- Problem statement -
Set down all of the entries exactly, leaving nothing out.

- Records for the exercise -
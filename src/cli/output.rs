//! Colored terminal output.

use cyrup_termcolor::{Color, ColorChoice, ColorSpec, StandardStream, WriteColor};
use std::io::{self, Write};

/// User-facing status lines, separate from the `log` stream.
#[derive(Debug, Clone)]
pub struct OutputManager {
    verbose: bool,
    color_choice: ColorChoice,
}

impl OutputManager {
    /// Creates an output manager.
    ///
    /// # Arguments
    ///
    /// * `verbose` - Print messages sent through [`OutputManager::verbose`]
    pub fn new(verbose: bool) -> Self {
        let color_choice = if std::env::var_os("NO_COLOR").is_some() {
            ColorChoice::Never
        } else {
            ColorChoice::Auto
        };

        Self {
            verbose,
            color_choice,
        }
    }

    pub fn is_verbose(&self) -> bool {
        self.verbose
    }

    fn write_line(
        &self,
        stream: &mut StandardStream,
        color: Option<Color>,
        bold: bool,
        prefix: &str,
        message: &str,
    ) -> io::Result<()> {
        let mut spec = ColorSpec::new();
        spec.set_fg(color).set_bold(bold);
        stream.set_color(&spec)?;
        write!(stream, "{prefix}")?;
        stream.reset()?;
        writeln!(stream, "{message}")
    }

    fn stdout(&self) -> StandardStream {
        StandardStream::stdout(self.color_choice)
    }

    fn stderr(&self) -> StandardStream {
        StandardStream::stderr(self.color_choice)
    }

    /// Printed only in verbose mode.
    pub fn verbose(&self, message: &str) -> io::Result<()> {
        if !self.verbose {
            return Ok(());
        }
        self.write_line(&mut self.stdout(), Some(Color::Cyan), false, "  ", message)
    }

    pub fn progress(&self, message: &str) -> io::Result<()> {
        self.write_line(&mut self.stdout(), Some(Color::Blue), true, "→ ", message)
    }

    pub fn success(&self, message: &str) -> io::Result<()> {
        self.write_line(&mut self.stdout(), Some(Color::Green), true, "✓ ", message)
    }

    pub fn warn(&self, message: &str) -> io::Result<()> {
        self.write_line(&mut self.stderr(), Some(Color::Yellow), true, "⚠ ", message)
    }

    /// Always printed, to stderr.
    pub fn error(&self, message: &str) -> io::Result<()> {
        self.write_line(&mut self.stderr(), Some(Color::Red), true, "✗ ", message)
    }

    /// Bold section header.
    pub fn section(&self, title: &str) -> io::Result<()> {
        let mut stream = self.stdout();
        writeln!(stream)?;
        self.write_line(&mut stream, Some(Color::White), true, "", title)
    }

    pub fn indent(&self, message: &str) -> io::Result<()> {
        self.write_line(&mut self.stdout(), None, false, "    ", message)
    }
}
//! Host platform detection

use crate::error::{Error, Result};
use serde::{Deserialize, Serialize};
use std::fmt;

/// Platforms with an interface backend
#[derive(Debug, Clone, Copy, PartialEq, Eq, Serialize, Deserialize)]
#[serde(rename_all = "lowercase")]
pub enum Platform {
    /// Linux, using iproute2 dummy links
    Linux,
    /// macOS, using ifconfig bridges
    Darwin,
}

impl Platform {
    /// Detect the platform this binary was built for
    pub fn detect() -> Result<Self> {
        Self::from_os(std::env::consts::OS)
    }

    /// Map an OS name to a supported platform
    ///
    /// Accepts both Rust's `macos` and the kernel name `darwin`.
    pub fn from_os(os: &str) -> Result<Self> {
        match os.to_ascii_lowercase().as_str() {
            "linux" => Ok(Platform::Linux),
            "darwin" | "macos" => Ok(Platform::Darwin),
            other => Err(Error::UnsupportedPlatform(other.to_string())),
        }
    }

    /// Platform string exported to consumers
    pub fn as_str(&self) -> &'static str {
        match self {
            Platform::Linux => "linux",
            Platform::Darwin => "darwin",
        }
    }
}

impl fmt::Display for Platform {
    fn fmt(&self, f: &mut fmt::Formatter<'_>) -> fmt::Result {
        write!(f, "{}", self.as_str())
    }
}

- Result below -
filename src/cli/output.rs
//! Colored terminal output.

use cyrup_termcolor::{Color, ColorChoice, ColorSpec, StandardStream, WriteColor};
use std::io::{self, Write};

/// User-facing status lines, separate from the `log` stream.
#[derive(Debug, Clone)]
pub struct OutputManager {
    verbose: bool,
    color_choice: ColorChoice,
}

impl OutputManager {
    /// Creates an output manager.
    ///
    /// # Arguments
    ///
    /// * `verbose` - Print messages sent through [`OutputManager::verbose`]
    pub fn new(verbose: bool) -> Self {
        let color_choice = if std::env::var_os("NO_COLOR").is_some() {
            ColorChoice::Never
        } else {
            ColorChoice::Auto
        };

        Self {
            verbose,
            color_choice,
        }
    }

    pub fn is_verbose(&self) -> bool {
        self.verbose
    }

    fn write_line(
        &self,
        stream: &mut StandardStream,
        color: Option<Color>,
        bold: bool,
        prefix: &str,
        message: &str,
    ) -> io::Result<()> {
        let mut spec = ColorSpec::new();
        spec.set_fg(color).set_bold(bold);
        stream.set_color(&spec)?;
        write!(stream, "{prefix}")?;
        stream.reset()?;
        writeln!(stream, "{message}")
    }

    fn stdout(&self) -> StandardStream {
        StandardStream::stdout(self.color_choice)
    }

    fn stderr(&self) -> StandardStream {
        StandardStream::stderr(self.color_choice)
    }

    /// Printed only in verbose mode.
    pub fn verbose(&self, message: &str) -> io::Result<()> {
        if !self.verbose {
            return Ok(());
        }
        self.write_line(&mut self.stdout(), Some(Color::Cyan), false, "  ", message)
    }

    pub fn progress(&self, message: &str) -> io::Result<()> {
        self.write_line(&mut self.stdout(), Some(Color::Blue), true, "→ ", message)
    }

    pub fn success(&self, message: &str) -> io::Result<()> {
        self.write_line(&mut self.stdout(), Some(Color::Green), true, "✓ ", message)
    }

    pub fn warn(&self, message: &str) -> io::Result<()> {
        self.write_line(&mut self.stderr(), Some(Color::Yellow), true, "⚠ ", message)
    }

    /// Always printed, to stderr.
    pub fn error(&self, message: &str) -> io::Result<()> {
        self.write_line(&mut self.stderr(), Some(Color::Red), true, "✗ ", message)
    }

    /// Bold section header.
    pub fn section(&self, title: &str) -> io::Result<()> {
        let mut stream = self.stdout();
        writeln!(stream)?;
        self.write_line(&mut stream, Some(Color::White), true, "", title)
    }

    pub fn indent(&self, message: &str) -> io::Result<()> {
        self.write_line(&mut self.stdout(), None, false, "    ", message)
    }
}
//! Host platform detection

use crate::error::{Error, Result};
use serde::{Deserialize, Serialize};
use std::fmt;

/// Platforms with an interface backend
#[derive(Debug, Clone, Copy, PartialEq, Eq, Serialize, Deserialize)]
#[serde(rename_all = "lowercase")]
pub enum Platform {
    /// Linux, using iproute2 dummy links
    Linux,
    /// macOS, using ifconfig bridges
    Darwin,
}

impl Platform {
    /// Detect the platform this binary was built for
    pub fn detect() -> Result<Self> {
        Self::from_os(std::env::consts::OS)
    }

    /// Map an OS name to a supported platform
    ///
    /// Accepts both Rust's `macos` and the kernel name `darwin`.
    pub fn from_os(os: &str) -> Result<Self> {
        match os.to_ascii_lowercase().as_str() {
            "linux" => Ok(Platform::Linux),
            "darwin" | "macos" => Ok(Platform::Darwin),
            other => Err(Error::UnsupportedPlatform(other.to_string())),
        }
    }

    /// Platform string exported to consumers
    pub fn as_str(&self) -> &'static str {
        match self {
            Platform::Linux => "linux",
            Platform::Darwin => "darwin",
        }
    }
}

impl fmt::Display for Platform {
    fn fmt(&self, f: &mut fmt::Formatter<'_>) -> fmt::Result {
        write!(f, "{}", self.as_str())
    }
}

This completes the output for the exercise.